Like Yaeji did this year, Emerson has seen fit to drop a debut musical album, not just a collection of tracks or a DJ set. & the Charm is a kaleidoscope of sound that comes together into such a coherent and panoramic vision. It’s a bit of acoustic rock, bedroom synth pop, electronic with a light dash of psychedelia thrown in for good measure. The grooves and writing is straightforward which lured me in, but I stayed for all the tiny production details. “Dreamliner” is a great example, it fades that line between a micro-house DJ set and pop song, and that’s because it has the element of patience. As a DJ, she is used to playing songs for long stretches of time, and therefore feels no need to rush to a chorus or bridge. On top of that, even when she doesn’t sing, her signature style shines through because people mostly know her as someone who makes beats.

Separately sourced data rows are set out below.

//! One adapter per submission source, each normalizing its native rows into
//! [`CanonicalSubmission`]s.
//!
//! Callers pick the adapter by matching on [`SourceKind`]; there is no
//! dynamic dispatch over sources.

pub mod assignment_submission;
pub mod quiz_attempt;

pub use assignment_submission::AssignmentSubmissionAdapter;
pub use quiz_attempt::QuizAttemptAdapter;

use async_trait::async_trait;

use crate::error::{GradebookError, GradebookResult};
use crate::filters::{SortSpec, SubmissionFilter};
use crate::store::SourceQuery;
use crate::submission::{CanonicalSubmission, SourceKind, SubmissionRef, SubmissionStatus};

/// The courses a caller may see.
#[derive(Debug, Clone, Default, PartialEq, Eq)]
pub struct InstructorScope {
    pub instructor_id: i64,
    pub course_ids: Vec<i64>,
}

impl InstructorScope {
    pub fn new(instructor_id: i64, course_ids: Vec<i64>) -> Self {
        Self {
            instructor_id,
            course_ids,
        }
    }

    /// Owned courses, optionally narrowed to one. A course outside the scope
    /// narrows to nothing.
    pub fn narrowed_to(&self, course_id: Option<i64>) -> Vec<i64> {
        match course_id {
            Some(id) if self.course_ids.contains(&id) => vec![id],
            Some(_) => Vec::new(),
            None => self.course_ids.clone(),
        }
    }
}

/// A submission looked up by id, with what the grading path needs to know
/// about it beyond the canonical view.
#[derive(Debug, Clone, PartialEq)]
pub struct LocatedSubmission {
    pub submission: CanonicalSubmission,
    pub instructor_id: i64,
    /// Whether the student has handed the work in. Always true for uploads.
    pub finished: bool,
}

#[async_trait]
pub trait SourceAdapter: Send + Sync {
    const KIND: SourceKind;

    /// Rows matching `filter` inside `scope`, plus their exact count.
    ///
    /// `filter.search` is not applied here.
    async fn fetch(
        &self,
        filter: &SubmissionFilter,
        sort_hint: Option<SortSpec>,
        scope: &InstructorScope,
    ) -> GradebookResult<(Vec<CanonicalSubmission>, u64)>;

    async fn find(&self, record_id: i64) -> GradebookResult<Option<LocatedSubmission>>;

    /// Writes a review back to the originating record and returns its
    /// post-write canonical form.
    ///
    /// The write only lands while the record still has status `expected`;
    /// otherwise it fails with `InvalidTransition` from the current status.
    async fn write_grade(
        &self,
        record_id: i64,
        expected: SubmissionStatus,
        status: SubmissionStatus,
        score: Option<f64>,
        feedback: Option<String>,
    ) -> GradebookResult<CanonicalSubmission>;
}

/// The error for a guarded write that found the record changed: a transition
/// from whatever status it holds now.
pub(crate) async fn superseded<A: SourceAdapter>(
    adapter: &A,
    record_id: i64,
    to: SubmissionStatus,
) -> GradebookError {
    match adapter.find(record_id).await {
        Ok(Some(located)) => GradebookError::InvalidTransition {
            from: located.submission.status,
            to,
        },
        Ok(None) => GradebookError::not_found(
            "submission",
            SubmissionRef {
                kind: A::KIND,
                record_id,
            },
        ),
        Err(e) => e,
    }
}

/// Builds the store query for one source, or `None` when the source cannot
/// produce any matching row.
pub(crate) fn source_query(
    kind: SourceKind,
    filter: &SubmissionFilter,
    sort_hint: Option<SortSpec>,
    scope: &InstructorScope,
) -> Option<SourceQuery> {
    if filter.status.is_some_and(|s| !s.reachable_by(kind)) {
        return None;
    }
    let course_ids = scope.narrowed_to(filter.course_id);
    if course_ids.is_empty() {
        return None;
    }
    Some(SourceQuery {
        course_ids,
        status: filter.status,
        date_range: filter.date_range(),
        sort: sort_hint,
    })
}

#[cfg(test)]
mod tests {
    use super::*;

    #[test]
    fn scope_narrowing_never_widens() {
        let scope = InstructorScope::new(1, vec![10, 11]);
        assert_eq!(scope.narrowed_to(None), vec![10, 11]);
        assert_eq!(scope.narrowed_to(Some(11)), vec![11]);
        assert!(scope.narrowed_to(Some(99)).is_empty());
    }

    #[test]
    fn unreachable_status_skips_the_source() {
        let scope = InstructorScope::new(1, vec![10]);
        let filter = SubmissionFilter::new().with_status(SubmissionStatus::Rejected);
        assert!(source_query(SourceKind::QuizAttempt, &filter, None, &scope).is_none());
        let q = source_query(SourceKind::AssignmentSubmission, &filter, None, &scope).unwrap();
        assert_eq!(q.course_ids, vec![10]);
        assert_eq!(q.status, Some(SubmissionStatus::Rejected));
    }

    #[test]
    fn empty_scope_skips_the_source() {
        let scope = InstructorScope::new(1, Vec::new());
        assert!(
            source_query(SourceKind::AssignmentSubmission, &SubmissionFilter::new(), None, &scope)
                .is_none()
        );
    }
}
pub mod models;
pub mod test_utils;

use common::config;
use sea_orm::{Database, DatabaseConnection, DbErr};

/// Opens a connection to the configured database.
///
/// `DATABASE_PATH` may be a full DSN or a plain SQLite file path; see
/// [`config::database_url`]. Failing to prepare the file's directory is
/// reported as a connection error.
pub async fn connect() -> Result<DatabaseConnection, DbErr> {
    let path_or_url = config::database_path();
    let url = config::database_url(&path_or_url).map_err(|e| {
        DbErr::Custom(format!("Failed to prepare database at {path_or_url}: {e}"))
    })?;

    log::debug!("connecting to {url}");
    Database::connect(&url).await
}
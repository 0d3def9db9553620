mod support;

use services::GradebookError;
use services::filters::{PageSize, SortSpec, SubmissionFilter};
use services::grading::GradeRequest;
use services::submission::{SourceKind, SubmissionRef, SubmissionStatus};
use support::*;

#[tokio::test]
async fn one_failing_source_fails_the_whole_listing() {
    let (db, service) = probe_service().await;
    let teacher = user(&db, "Tess Teacher").await;
    let s = user(&db, "Sam").await;
    let c = course(&db, "COS301", &teacher).await;
    let q = quiz(&db, &c, "Quiz").await;
    let a = assignment(&db, &c, "Project").await;
    finished_attempt(&db, &q, &s, at(2, 9), Some(70.0)).await;
    upload(&db, &a, &s, at(2, 10)).await;

    service.store().fail_quiz_attempts();
    let err = service
        .aggregate(teacher.id, &SubmissionFilter::new(), SortSpec::default(), 1, PageSize::All)
        .await
        .unwrap_err();

    assert!(matches!(
        err,
        GradebookError::SourceUnavailable {
            kind: SourceKind::QuizAttempt,
            ..
        }
    ));
    assert!(err.is_retryable());
    assert_eq!(err.code(), "source_unavailable");
}

#[tokio::test]
async fn failing_uploads_break_grade_books_and_dashboards() {
    let (db, service) = probe_service().await;
    let teacher = user(&db, "Tess Teacher").await;
    let c = course(&db, "COS301", &teacher).await;
    assignment(&db, &c, "Project").await;

    service.store().fail_assignment_submissions();

    let err = service.build_grade_book(teacher.id, c.id).await.unwrap_err();
    assert_eq!(err.failed_source(), Some(SourceKind::AssignmentSubmission));

    let err = service.dashboard_statistics(teacher.id).await.unwrap_err();
    assert_eq!(err.failed_source(), Some(SourceKind::AssignmentSubmission));
}

#[tokio::test]
async fn unreachable_status_never_queries_the_quiz_source() {
    let (db, service) = probe_service().await;
    let teacher = user(&db, "Tess Teacher").await;
    let s = user(&db, "Sam").await;
    let c = course(&db, "COS301", &teacher).await;
    let a = assignment(&db, &c, "Project").await;
    let sub = upload(&db, &a, &s, at(2, 10)).await;
    review(
        &db,
        &sub,
        db::models::assignment_submission::UploadStatus::Returned,
        None,
    )
    .await;

    service.store().fail_quiz_attempts();
    let page = service
        .aggregate(
            teacher.id,
            &SubmissionFilter::new().with_status(SubmissionStatus::Rejected),
            SortSpec::default(),
            1,
            PageSize::All,
        )
        .await
        .unwrap();

    assert_eq!(page.total, 1);
    assert_eq!(service.store().reads(), 1);
}

#[tokio::test]
async fn empty_scope_reads_nothing() {
    let (db, service) = probe_service().await;
    let loner = user(&db, "No Courses").await;

    let page = service
        .aggregate(loner.id, &SubmissionFilter::new(), SortSpec::default(), 1, PageSize::Limit(20))
        .await
        .unwrap();
    assert_eq!(page.total, 0);
    assert_eq!(service.store().reads(), 0);
}

#[tokio::test]
async fn write_failures_name_the_source() {
    let (db, service) = probe_service().await;
    let teacher = user(&db, "Tess Teacher").await;
    let s = user(&db, "Sam").await;
    let c = course(&db, "COS301", &teacher).await;
    let a = assignment(&db, &c, "Project").await;
    let sub = upload(&db, &a, &s, at(2, 10)).await;

    service.store().fail_assignment_submissions();
    let err = service
        .apply_grade(
            teacher.id,
            GradeRequest::graded(SubmissionRef::assignment_submission(sub.id), 60.0),
        )
        .await
        .unwrap_err();
    assert_eq!(err.failed_source(), Some(SourceKind::AssignmentSubmission));
    assert_eq!(service.store().write_count(), 0);
}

This album is honestly just a real treat, this reverse engineering of pop stardom through DJing is genius. All the singles are fucking great, whether it’s the more speedy, Cali worshipping “Hot Evening” or the string-ladden “Sandrail Silhouette”, she is always doing something ear-grabbing. “Karaoke Song” is perhaps my favorite here, with these little snares and tube-ish synth arpeggios and her lovely voice floating overtop. Underneath these sweet layers is a really sad breakup cut, “What are you watching / How is your dog?” she asks, not really wanting to know. It perfectly encapsulates this empty space that’s left when a partner goes away for good. Elsewhere on the record, there is plenty more inventive pop to be had, as on the ‘80s goth arcade chiller “Entombed In Ice” or the hazy closer “A Dam Will Always Divide”. It’s just a really lovable, funky little project that radiates this comforting warmth, even when it’s sorrowful.